Act leader David Seymour has slammed Prime Minister Bill English for suggesting Seymour regretted calling New Zealand First MP Richard Prosser a "f*****ing idiot."

And the insults directed at English are so personal they are likely to strain relations with the Act Party which relies on National for its survival.

Seymour suggested English and National were "toadying" to New Zealand First leader Winston Peters - who is likely to hold the balance of power after the election on current polling - to keep their ministerial

He questioned whether English had spent any time with voters recently.


"I do not regret my words and Act will not back down," Seymour said in a statement tonight.

"Has Bill English spent any time at all with voters recently? Because what I hear from angry constituents when I go door to door puts my language to shame.

"People are furious, not just about shifty Winston Peters, but a broken housing market and rising crime under both Labour and National."

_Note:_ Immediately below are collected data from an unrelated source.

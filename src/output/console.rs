//! Plain-text reporter
//!
//! Writes one line per event to any [`Write`] sink, standard output for the
//! binary and an in-memory buffer in tests.

use crate::output::Reporter;
use crate::prober::ProbeResult;
use std::io::{self, Stdout, Write};

/// Line reporter over a writer
#[derive(Debug)]
pub struct ConsoleReporter<W: Write> {
    writer: W,
}

impl ConsoleReporter<Stdout> {
    /// Creates a reporter writing to standard output
    pub fn stdout() -> Self {
        Self::new(io::stdout())
    }
}

impl<W: Write> ConsoleReporter<W> {
    /// Creates a reporter writing to `writer`
    pub fn new(writer: W) -> Self {
        Self { writer }
    }

    /// Consumes the reporter and returns the writer
    pub fn into_inner(self) -> W {
        self.writer
    }

    fn line(&mut self, line: std::fmt::Arguments<'_>) -> io::Result<()> {
        self.writer.write_fmt(line)?;
        self.writer.write_all(b"\n")?;
        self.writer.flush()
    }
}

impl<W: Write> Reporter for ConsoleReporter<W> {
    fn info(&mut self, message: &str) -> io::Result<()> {
        self.line(format_args!("[INFO] {}", message))
    }

    fn error(&mut self, message: &str) -> io::Result<()> {
        self.line(format_args!("[ERROR] {}", message))
    }

    fn result(&mut self, result: &ProbeResult) -> io::Result<()> {
        self.line(format_args!("{}", result))
    }
}
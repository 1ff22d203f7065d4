use std::time::Duration;

/// Per-request timeout applied to every fetch and probe
pub const DEFAULT_TIMEOUT_SECS: u64 = 10;

/// Well-known location of the robots exclusion file
pub const DEFAULT_ROBOTS_PATH: &str = "/robots.txt";

/// Settings shared by every request of a run
#[derive(Debug, Clone, PartialEq, Eq)]
pub struct ProbeConfig {
    /// Upper bound on a single request, connect through body
    pub timeout: Duration,

    /// User-Agent header sent with every request
    pub user_agent: String,

    /// Path of the robots file, resolved against the origin
    pub robots_path: String,
}

impl Default for ProbeConfig {
    fn default() -> Self {
        Self {
            timeout: Duration::from_secs(DEFAULT_TIMEOUT_SECS),
            user_agent: format!("robots-probe/{}", env!("CARGO_PKG_VERSION")),
            robots_path: DEFAULT_ROBOTS_PATH.to_string(),
        }
    }
}

impl ProbeConfig {
    /// Validates the configuration, see [`crate::config::validate`]
    pub fn validate(&self) -> Result<(), crate::ConfigError> {
        super::validate(self)
    }
}
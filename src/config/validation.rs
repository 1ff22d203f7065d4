use crate::config::types::ProbeConfig;
use crate::ConfigError;

/// Validates the entire configuration
pub fn validate(config: &ProbeConfig) -> Result<(), ConfigError> {
    if config.timeout.is_zero() {
        return Err(ConfigError::Validation(
            "timeout must be greater than zero".to_string(),
        ));
    }

    if config.user_agent.trim().is_empty() {
        return Err(ConfigError::Validation(
            "user_agent cannot be empty".to_string(),
        ));
    }

    if !config.robots_path.starts_with('/') {
        return Err(ConfigError::Validation(format!(
            "robots_path must be an absolute path, got '{}'",
            config.robots_path
        )));
    }

    Ok(())
}
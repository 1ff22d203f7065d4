//! Output generation module
//!
//! This module renders the run report: `[INFO]` and `[ERROR]` status lines
//! and one `[status] url - Title: title` line per probed path. The report
//! goes to standard output; diagnostics go through `tracing` instead.

mod console;
mod traits;

pub use console::ConsoleReporter;
pub use traits::Reporter;
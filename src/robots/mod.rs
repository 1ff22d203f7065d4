//! Robots.txt handling module
//!
//! This module fetches a site's robots.txt and extracts the paths it
//! disallows. Parsing is deliberately literal: no user-agent grouping, no
//! `Allow:` overrides and no wildcard or `$` anchor semantics.

mod parser;

pub use parser::{extract_disallowed_paths, DisallowedPath};

use crate::output::Reporter;
use crate::prober::Transport;
use crate::url::Origin;
use url::Url;

/// Raw content of a fetched robots.txt
#[derive(Debug, Clone, PartialEq, Eq)]
pub struct RobotsDocument {
    url: Url,
    text: String,
}

impl RobotsDocument {
    /// Creates a document from the URL it was fetched from and its body
    pub fn new(url: Url, text: impl Into<String>) -> Self {
        Self {
            url,
            text: text.into(),
        }
    }

    /// The resolved robots.txt URL
    pub fn url(&self) -> &Url {
        &self.url
    }

    /// The full response body
    pub fn text(&self) -> &str {
        &self.text
    }

    /// Returns true if the body is empty
    pub fn is_empty(&self) -> bool {
        self.text.is_empty()
    }
}

/// Fetches robots.txt for an origin
///
/// Exactly one GET is issued against `robots_path` resolved on `origin`.
/// Every outcome is reported:
///
/// | Outcome | Report | Returns |
/// |---------|--------|---------|
/// | HTTP 200 | `[INFO]` naming the URL | `Some(document)` |
/// | Other status | `[ERROR]` naming the status | `None` |
/// | Transport failure | `[ERROR]` naming the failure | `None` |
///
/// # Returns
///
/// * `Ok(Some(RobotsDocument))` - robots.txt was retrieved
/// * `Ok(None)` - robots.txt is unavailable, the run should stop
/// * `Err(ProbeError)` - the report could not be written
pub async fn fetch_robots<T, R>(
    transport: &T,
    origin: &Origin,
    robots_path: &str,
    reporter: &mut R,
) -> crate::Result<Option<RobotsDocument>>
where
    T: Transport,
    R: Reporter,
{
    let robots_url = match origin.resolve(robots_path) {
        Ok(url) => url,
        Err(e) => {
            reporter.error(&format!("Error fetching robots.txt: {}", e))?;
            return Ok(None);
        }
    };

    tracing::debug!("Fetching robots.txt from {}", robots_url);

    match transport.get(&robots_url).await {
        Ok(response) if response.status == 200 => {
            reporter.info(&format!(
                "Successfully fetched robots.txt from {}",
                robots_url
            ))?;
            Ok(Some(RobotsDocument::new(robots_url, response.body)))
        }
        Ok(response) => {
            reporter.error(&format!(
                "Failed to fetch robots.txt. HTTP Status: {}",
                response.status
            ))?;
            Ok(None)
        }
        Err(e) => {
            tracing::warn!("robots.txt fetch failed: {}", e);
            reporter.error(&format!("Error fetching robots.txt: {}", e))?;
            Ok(None)
        }
    }
}
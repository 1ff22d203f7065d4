//! HTTP fetcher implementation
//!
//! This module handles all HTTP requests for a run, including:
//! - Building the HTTP client from [`ProbeConfig`]
//! - The [`Transport`] seam the pipeline issues requests through
//! - Error classification into [`TransportError`]
//!
//! Every request is a single GET attempt. There is no retry logic.

use crate::config::ProbeConfig;
use crate::TransportError;
use reqwest::Client;
use std::future::Future;
use url::Url;

/// A response that was received, whatever its status
#[derive(Debug, Clone, PartialEq, Eq)]
pub struct HttpResponse {
    /// HTTP status code
    pub status: u16,

    /// Response body decoded as text
    pub body: String,
}

/// Issues GET requests on behalf of the pipeline
///
/// `Ok` means a response arrived, including 4xx and 5xx responses. `Err`
/// means none did.
pub trait Transport {
    /// Sends one GET request to `url`
    fn get(&self, url: &Url) -> impl Future<Output = Result<HttpResponse, TransportError>> + Send;
}

/// Builds an HTTP client with proper configuration
///
/// # Arguments
///
/// * `config` - The probe configuration
///
/// # Returns
///
/// * `Ok(Client)` - Successfully built HTTP client
/// * `Err(reqwest::Error)` - Failed to build client
///
/// # Example
///
/// ```no_run
/// use robots_probe::config::ProbeConfig;
/// use robots_probe::prober::build_http_client;
///
/// let client = build_http_client(&ProbeConfig::default()).unwrap();
/// ```
pub fn build_http_client(config: &ProbeConfig) -> Result<Client, reqwest::Error> {
    Client::builder()
        .user_agent(config.user_agent.as_str())
        .timeout(config.timeout)
        .gzip(true)
        .brotli(true)
        .build()
}

/// [`Transport`] backed by a shared reqwest client
#[derive(Debug, Clone)]
pub struct ReqwestTransport {
    client: Client,
}

impl ReqwestTransport {
    /// Wraps an existing client
    pub fn new(client: Client) -> Self {
        Self { client }
    }

    /// Validates the configuration and builds the client for a run
    pub fn from_config(config: &ProbeConfig) -> crate::Result<Self> {
        config.validate()?;
        let client = build_http_client(config)?;
        Ok(Self::new(client))
    }
}

impl Transport for ReqwestTransport {
    async fn get(&self, url: &Url) -> Result<HttpResponse, TransportError> {
        tracing::debug!("GET {}", url);

        let response = self
            .client
            .get(url.clone())
            .send()
            .await
            .map_err(|e| classify_request_error(url, &e))?;

        let status = response.status().as_u16();
        tracing::debug!("{} responded with {}", url, status);

        let body = response
            .text()
            .await
            .map_err(|e| classify_body_error(url, &e))?;

        Ok(HttpResponse { status, body })
    }
}

/// Classifies a failure to obtain a response
fn classify_request_error(url: &Url, e: &reqwest::Error) -> TransportError {
    let url = url.to_string();
    if e.is_timeout() {
        TransportError::Timeout { url }
    } else if e.is_connect() {
        TransportError::Connect {
            url,
            message: error_chain(e),
        }
    } else {
        TransportError::Request {
            url,
            message: error_chain(e),
        }
    }
}

/// Classifies a failure while reading the body of a received response
fn classify_body_error(url: &Url, e: &reqwest::Error) -> TransportError {
    let url = url.to_string();
    if e.is_timeout() {
        TransportError::Timeout { url }
    } else {
        TransportError::Body {
            url,
            message: error_chain(e),
        }
    }
}

/// Joins an error with its sources; reqwest keeps the useful part in the chain
fn error_chain(e: &dyn std::error::Error) -> String {
    let mut message = e.to_string();
    let mut source = e.source();
    while let Some(cause) = source {
        message.push_str(": ");
        message.push_str(&cause.to_string());
        source = cause.source();
    }
    message
}
//! URL handling module for Robots-Probe
//!
//! This module turns the user-supplied target into an [`Origin`] and resolves
//! robots.txt and disallowed paths against it.

mod normalize;

use crate::{UrlError, UrlResult};
use std::fmt;

// Re-export main functions
pub use normalize::{normalize_input, normalize_target};

/// The base URL every request of a run is resolved against
///
/// Holds the normalized target exactly as parsed. Resolution follows RFC 3986
/// reference resolution: an absolute path replaces the base path, a relative
/// path is merged with it, scheme and host are always inherited.
#[derive(Debug, Clone, PartialEq, Eq)]
pub struct Origin {
    base: ::url::Url,
}

impl Origin {
    pub(crate) fn new(base: ::url::Url) -> Self {
        Self { base }
    }

    /// Returns the underlying base URL
    pub fn as_url(&self) -> &::url::Url {
        &self.base
    }

    /// Resolves a reference (path or URL) against the origin
    ///
    /// # Examples
    ///
    /// ```
    /// use robots_probe::url::normalize_target;
    ///
    /// let origin = normalize_target("example.com").unwrap();
    /// let resolved = origin.resolve("/admin").unwrap();
    /// assert_eq!(resolved.as_str(), "http://example.com/admin");
    /// ```
    pub fn resolve(&self, reference: &str) -> UrlResult<::url::Url> {
        self.base
            .join(reference)
            .map_err(|e| UrlError::Parse(format!("{}: {}", reference, e)))
    }
}

impl fmt::Display for Origin {
    fn fmt(&self, f: &mut fmt::Formatter<'_>) -> fmt::Result {
        write!(f, "{}", self.base)
    }
}
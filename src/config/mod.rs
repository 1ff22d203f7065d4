//! Configuration module for Robots-Probe
//!
//! The tool takes no config file and reads no environment: a run is
//! configured entirely in code, starting from [`ProbeConfig::default`].
//!
//! # Example
//!
//! ```
//! use robots_probe::config::ProbeConfig;
//! use std::time::Duration;
//!
//! let config = ProbeConfig::default();
//! assert_eq!(config.timeout, Duration::from_secs(10));
//! assert!(config.validate().is_ok());
//! ```

mod types;
mod validation;

// Re-export types
pub use types::{ProbeConfig, DEFAULT_ROBOTS_PATH, DEFAULT_TIMEOUT_SECS};

// Re-export validation
pub use validation::validate;
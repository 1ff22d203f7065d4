//! Reporter trait

use crate::prober::ProbeResult;
use std::io;

/// Sink for the line-oriented run report
///
/// Implementations decide where lines go; the pipeline only decides what
/// is said and in which order.
pub trait Reporter {
    /// Reports an informational status line
    fn info(&mut self, message: &str) -> io::Result<()>;

    /// Reports an error status line
    fn error(&mut self, message: &str) -> io::Result<()>;

    /// Reports the outcome of one successful probe
    fn result(&mut self, result: &ProbeResult) -> io::Result<()>;
}

impl<R: Reporter + ?Sized> Reporter for &mut R {
    fn info(&mut self, message: &str) -> io::Result<()> {
        (**self).info(message)
    }

    fn error(&mut self, message: &str) -> io::Result<()> {
        (**self).error(message)
    }

    fn result(&mut self, result: &ProbeResult) -> io::Result<()> {
        (**self).result(result)
    }
}
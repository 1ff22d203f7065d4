use std::fmt;
use url::Url;

/// Title reported for a probed path
#[derive(Debug, Clone, PartialEq, Eq)]
pub enum PageTitle {
    /// Text of the first `<title>` element, trimmed
    Found(String),

    /// A 200 response without a `<title>` element
    Missing,

    /// A non-200 response, whose body is not inspected
    NotFetched,
}

impl fmt::Display for PageTitle {
    fn fmt(&self, f: &mut fmt::Formatter<'_>) -> fmt::Result {
        match self {
            Self::Found(title) => f.write_str(title),
            Self::Missing => f.write_str("No Title"),
            Self::NotFetched => f.write_str("N/A"),
        }
    }
}

/// Outcome of a probe that received a response
#[derive(Debug, Clone, PartialEq, Eq)]
pub struct ProbeResult {
    /// URL the request was sent to
    pub url: Url,

    /// HTTP status code
    pub status_code: u16,

    /// Title or sentinel
    pub title: PageTitle,
}

impl fmt::Display for ProbeResult {
    fn fmt(&self, f: &mut fmt::Formatter<'_>) -> fmt::Result {
        write!(f, "[{}] {} - Title: {}", self.status_code, self.url, self.title)
    }
}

English was questioned about Seymour's expletive on the campaign trail in Christchurch today and said: "I'm sure he regrets those comments and I would anticipate he's not making them again."

Seymour made the comments at a Business New Zealand conference in Wellington yesterday after Prosser said New Zealand First would nationalise ex state-owned energy company Contact Energy at its original share price.

The statement was later modified by New Zealand First leader Winston Peters who said the buyback of power companies would happen only when shares became available.

Seymour is Act's sole MP and holds the Epsom seat in an electoral accommodation with National, which is in turn supported by Act on confidence and supply. But Seymour is not a minister as other Act leaders have been and it gives him much greater freedom to criticise National.

His criticism is usually levelled at Finance Minister Steven Joyce but that has been extended to English.


"He's upset about a bad word? We're upset about the prospect of NZ First running our country's finances with retrograde 1950s policies.

"The supposed Kingmaker threatens to nationalise New Zealanders' savings and National's main concern is Act's language.

"National used to be a party of protecting property rights, and standing up for the individual against the government.

"Now they stand for toadying up to Winston Peters to keep their ministerial cars and salaries."

Bill English said he had no issue with Seymour.

"These sorts of comments are made in the pressure of an an election campaign," he said through a spokeswoman.